Scientists have created a new technique that will find the source of food-borne pathogens faster.
October 6, 2020

Canadian food businesses must ensure that the food they serve is safe for customers to consume. Food-borne illness is a serious health issue for thousands of Canadians every year, especially for those in high-risk groups. Once a food-borne illness outbreak has been identified, determining the source of the outbreak and the food-borne pathogens is essential. Recently, a team of scientists at the University of Aberdeen in Scotland made a significant development in identifying the source of food-borne illness through a new technique.

What is the new technique?

The technique is based on a new machine learning method called the Minimal Multilocus Distance (MMD) method. This method is used to train a computer to identify likely sources of food-borne illness with a high rate of accuracy. It has been demonstrated to link human cases of food-borne illness back to sources such as chicken, cows and sheep. The benefit of this technique is that identifying the source of food-borne pathogens quickly is essential during a food-borne illness outbreak.
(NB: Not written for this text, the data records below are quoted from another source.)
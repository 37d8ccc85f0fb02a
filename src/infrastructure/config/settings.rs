//! Application configuration loading and validation.
//!
//! Configuration is loaded from a TOML file, then overridden from the
//! environment, then validated. The Vault password is only ever read from
//! `VAULT_PASSWORD`.
//!
//! # Example
//!
//! ```no_run
//! use vault_quote_sync::infrastructure::config::settings::Config;
//!
//! fn main() -> Result<(), Box<dyn std::error::Error>> {
//!     let config = Config::load("config.toml")?;
//!     config.init_logging(None);
//!     Ok(())
//! }
//! ```

use std::path::Path;

use serde::Deserialize;

use super::logging::LoggingConfig;
use crate::adapter::outbound::vault::{VaultConfig, VaultHttpConfig};
use crate::error::{ConfigError, Result};

/// Largest page size the Vault query API accepts.
pub const MAX_PAGE_LIMIT: u32 = 1000;

pub const ENV_BASE_URL: &str = "VAULT_REST_API_BASE_URL";
pub const ENV_USER: &str = "VAULT_USER";
pub const ENV_PASSWORD: &str = "VAULT_PASSWORD";
pub const ENV_CLIENT_ID: &str = "CLIENT_ID";
pub const ENV_BURST_LIMIT_CUTOFF: &str = "VAULT_API_BURST_LIMIT_CUTOFF";
pub const ENV_PAGE_LIMIT: &str = "VAULT_VQL_PAGE_LIMIT";

/// Response envelope behaviour.
#[derive(Debug, Clone, Default, Deserialize)]
pub struct BoundaryConfig {
    /// Map failed or throttled runs onto non-200 status codes.
    ///
    /// Off by default: the handler always answers 200.
    #[serde(default)]
    pub report_failures: bool,
}

/// Main application configuration.
#[derive(Debug, Default, Deserialize)]
pub struct Config {
    /// Vault connection and query settings.
    #[serde(default)]
    pub vault: VaultConfig,

    /// HTTP client timeouts.
    #[serde(default)]
    pub http: VaultHttpConfig,

    /// Response envelope behaviour.
    #[serde(default)]
    pub boundary: BoundaryConfig,

    /// Logging and tracing configuration.
    #[serde(default)]
    pub logging: LoggingConfig,
}

impl Config {
    /// Parse configuration from TOML content, applying process environment
    /// overrides.
    ///
    /// # Errors
    ///
    /// Returns an error if the TOML is malformed, an override cannot be
    /// parsed, or validation fails.
    pub fn parse_toml(content: &str) -> Result<Self> {
        Self::parse_toml_with_env(content, |key| std::env::var(key).ok())
    }

    /// Parse configuration from TOML content with an explicit environment
    /// lookup.
    ///
    /// # Errors
    ///
    /// See [`Config::parse_toml`].
    pub fn parse_toml_with_env<F>(content: &str, env: F) -> Result<Self>
    where
        F: Fn(&str) -> Option<String>,
    {
        let mut config: Self = toml::from_str(content).map_err(ConfigError::Parse)?;
        config.apply_env(env)?;
        config.validate()?;
        Ok(config)
    }

    /// Load configuration from a TOML file.
    ///
    /// # Errors
    ///
    /// Returns an error if:
    /// - The file cannot be read
    /// - The TOML content is malformed
    /// - Validation fails
    pub fn load<P: AsRef<Path>>(path: P) -> Result<Self> {
        let content = std::fs::read_to_string(path).map_err(ConfigError::ReadFile)?;
        Self::parse_toml(&content)
    }

    /// Initialize tracing from the `[logging]` section.
    pub fn init_logging(&self, level_override: Option<&str>) {
        self.logging.init(level_override);
    }

    fn apply_env<F>(&mut self, env: F) -> Result<()>
    where
        F: Fn(&str) -> Option<String>,
    {
        let vault = &mut self.vault;
        if let Some(base_url) = env(ENV_BASE_URL) {
            vault.base_url = base_url;
        }
        if let Some(username) = env(ENV_USER) {
            vault.username = Some(username);
        }
        vault.password = env(ENV_PASSWORD).filter(|p| !p.is_empty());
        if let Some(client_id) = env(ENV_CLIENT_ID) {
            vault.client_id = client_id;
        }
        if let Some(raw) = env(ENV_BURST_LIMIT_CUTOFF) {
            vault.burst_limit_cutoff = raw.trim().parse().map_err(|_| ConfigError::InvalidValue {
                field: ENV_BURST_LIMIT_CUTOFF,
                reason: format!("expected a non-negative integer, got {raw:?}"),
            })?;
        }
        if let Some(raw) = env(ENV_PAGE_LIMIT) {
            vault.page_limit = raw.trim().parse().map_err(|_| ConfigError::InvalidValue {
                field: ENV_PAGE_LIMIT,
                reason: format!("expected a positive integer, got {raw:?}"),
            })?;
        }
        Ok(())
    }

    /// Validate configuration values.
    fn validate(&self) -> Result<()> {
        let vault = &self.vault;
        if vault.base_url.trim().is_empty() {
            return Err(ConfigError::MissingField { field: "base_url" }.into());
        }
        let url = url::Url::parse(&vault.base_url).map_err(|e| ConfigError::InvalidValue {
            field: "base_url",
            reason: e.to_string(),
        })?;
        if !matches!(url.scheme(), "http" | "https") {
            return Err(ConfigError::InvalidValue {
                field: "base_url",
                reason: format!("unsupported scheme {:?}", url.scheme()),
            }
            .into());
        }
        if vault.client_id.trim().is_empty() {
            return Err(ConfigError::MissingField { field: "client_id" }.into());
        }
        if vault.object.trim().is_empty() {
            return Err(ConfigError::MissingField { field: "object" }.into());
        }
        if vault.page_limit == 0 || vault.page_limit > MAX_PAGE_LIMIT {
            return Err(ConfigError::InvalidValue {
                field: "page_limit",
                reason: format!("must be between 1 and {MAX_PAGE_LIMIT}"),
            }
            .into());
        }
        if self.http.timeout_ms == 0 {
            return Err(ConfigError::InvalidValue {
                field: "timeout_ms",
                reason: "must be greater than 0".to_string(),
            }
            .into());
        }
        Ok(())
    }
}

#[cfg(test)]
mod tests {
    use super::*;
    use crate::error::Error;
    use std::collections::HashMap;

    const MINIMAL: &str = r#"
[vault]
base_url = "https://myvault.veevavault.com/api/v24.1/"
client_id = "acme-quote-sync"
"#;

    fn no_env(_: &str) -> Option<String> {
        None
    }

    fn env_from(pairs: &[(&str, &str)]) -> impl Fn(&str) -> Option<String> {
        let map: HashMap<String, String> = pairs
            .iter()
            .map(|(k, v)| ((*k).to_string(), (*v).to_string()))
            .collect();
        move |key| map.get(key).cloned()
    }

    #[test]
    fn minimal_config_uses_defaults() {
        let config = Config::parse_toml_with_env(MINIMAL, no_env).unwrap();

        assert_eq!(config.vault.object, "vsdk_loan_approval__c");
        assert_eq!(config.vault.burst_limit_cutoff, 200);
        assert_eq!(config.vault.page_limit, 200);
        assert!(config.vault.password.is_none());
        assert!(!config.boundary.report_failures);
        assert_eq!(config.logging.level, "info");
        assert_eq!(config.http.timeout_ms, 30_000);
    }

    #[test]
    fn environment_overrides_file_values() {
        let env = env_from(&[
            (ENV_BASE_URL, "https://other.veevavault.com/api/v23.3/"),
            (ENV_USER, "svc@example.com"),
            (ENV_PASSWORD, "s3cret"),
            (ENV_CLIENT_ID, "env-client"),
            (ENV_BURST_LIMIT_CUTOFF, "150"),
            (ENV_PAGE_LIMIT, "500"),
        ]);

        let config = Config::parse_toml_with_env(MINIMAL, env).unwrap();

        assert_eq!(config.vault.base_url, "https://other.veevavault.com/api/v23.3/");
        assert_eq!(config.vault.client_id, "env-client");
        assert_eq!(config.vault.burst_limit_cutoff, 150);
        assert_eq!(config.vault.page_limit, 500);
        let credentials = config.vault.credentials().unwrap();
        assert_eq!(credentials.username, "svc@example.com");
        assert_eq!(credentials.password, "s3cret");
    }

    #[test]
    fn password_in_file_is_ignored() {
        let toml = format!("{MINIMAL}username = \"svc\"\npassword = \"from-file\"\n");
        let config = Config::parse_toml_with_env(&toml, no_env).unwrap();
        assert!(config.vault.password.is_none());
        assert!(config.vault.credentials().is_none());
    }

    #[test]
    fn rejects_missing_base_url() {
        let result = Config::parse_toml_with_env("[vault]\nclient_id = \"x\"\n", no_env);
        assert!(matches!(
            result,
            Err(Error::Config(ConfigError::MissingField { field: "base_url" }))
        ));
    }

    #[test]
    fn rejects_invalid_base_url() {
        let toml = "[vault]\nbase_url = \"not a url\"\nclient_id = \"x\"\n";
        let result = Config::parse_toml_with_env(toml, no_env);
        assert!(matches!(
            result,
            Err(Error::Config(ConfigError::InvalidValue { field: "base_url", .. }))
        ));
    }

    #[test]
    fn rejects_missing_client_id() {
        let toml = "[vault]\nbase_url = \"https://v.example.com/api/v24.1/\"\n";
        let result = Config::parse_toml_with_env(toml, no_env);
        assert!(matches!(
            result,
            Err(Error::Config(ConfigError::MissingField { field: "client_id" }))
        ));
    }

    #[test]
    fn rejects_page_limit_out_of_range() {
        for limit in ["0", "1001"] {
            let env = env_from(&[(ENV_PAGE_LIMIT, limit)]);
            let result = Config::parse_toml_with_env(MINIMAL, env);
            assert!(
                matches!(
                    result,
                    Err(Error::Config(ConfigError::InvalidValue { field: "page_limit", .. }))
                ),
                "limit {limit} should be rejected"
            );
        }

        let env = env_from(&[(ENV_PAGE_LIMIT, "1000")]);
        assert!(Config::parse_toml_with_env(MINIMAL, env).is_ok());
    }

    #[test]
    fn rejects_unparseable_cutoff() {
        let env = env_from(&[(ENV_BURST_LIMIT_CUTOFF, "two hundred")]);
        let result = Config::parse_toml_with_env(MINIMAL, env);
        assert!(matches!(
            result,
            Err(Error::Config(ConfigError::InvalidValue {
                field: ENV_BURST_LIMIT_CUTOFF,
                ..
            }))
        ));
    }

    #[test]
    fn rejects_malformed_toml() {
        let result = Config::parse_toml_with_env("[vault\n", no_env);
        assert!(matches!(result, Err(Error::Config(ConfigError::Parse(_)))));
    }
}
Francisco Perez Reche and professor Norval Strachan who are from Aberdeen’s departments of Physics and Biological Sciences led the study. Perez Reche states that “Our MMD method trains the computer to identify likely sources of origin of a Campylobacter infection within seconds,” which is a significant advancement from other methods which are less targeted or take days to perform.

How does the technique work?

The technique works by utilizing the advances in Whole Genome Sequencing (WGS). These advances are significant as they allow for the complete DNA sequence of an organism’s genome to be obtained at a single time. For example, the researchers illustrated that the source of Campylobacter could be accurately identified in a short timeframe. Whole genome sequenced Campylobacter was obtained out of 500 human patients and 673 food and animal sources, including 150 from cattle, sheep and chicken, 130 from pig and 93 from wild birds.

These results illustrate how the technique can accurately identify food borne pathogens such as Campylobacter which can assist in stopping the spread of food-borne illness outbreaks.

Protecting the health of Canadians

Canadian food businesses must ensure the food they prepare and serve to customers is safe to eat in order to keep customers healthy and reduce incidents of food-borne illness outbreaks. While food businesses are required to follow and implement food safety protocols, food-borne illness incidents and outbreaks still happen. This is why this new technique is welcomed news for the food industry. Developments in the identification of the source of food-borne pathogens is good news for food businesses and Canadian customers, as it will help tackle food-borne illness quickly and keep people safe.

The Canadian Institute of Food Safety will continue to provide food safety news and industry updates as they become available.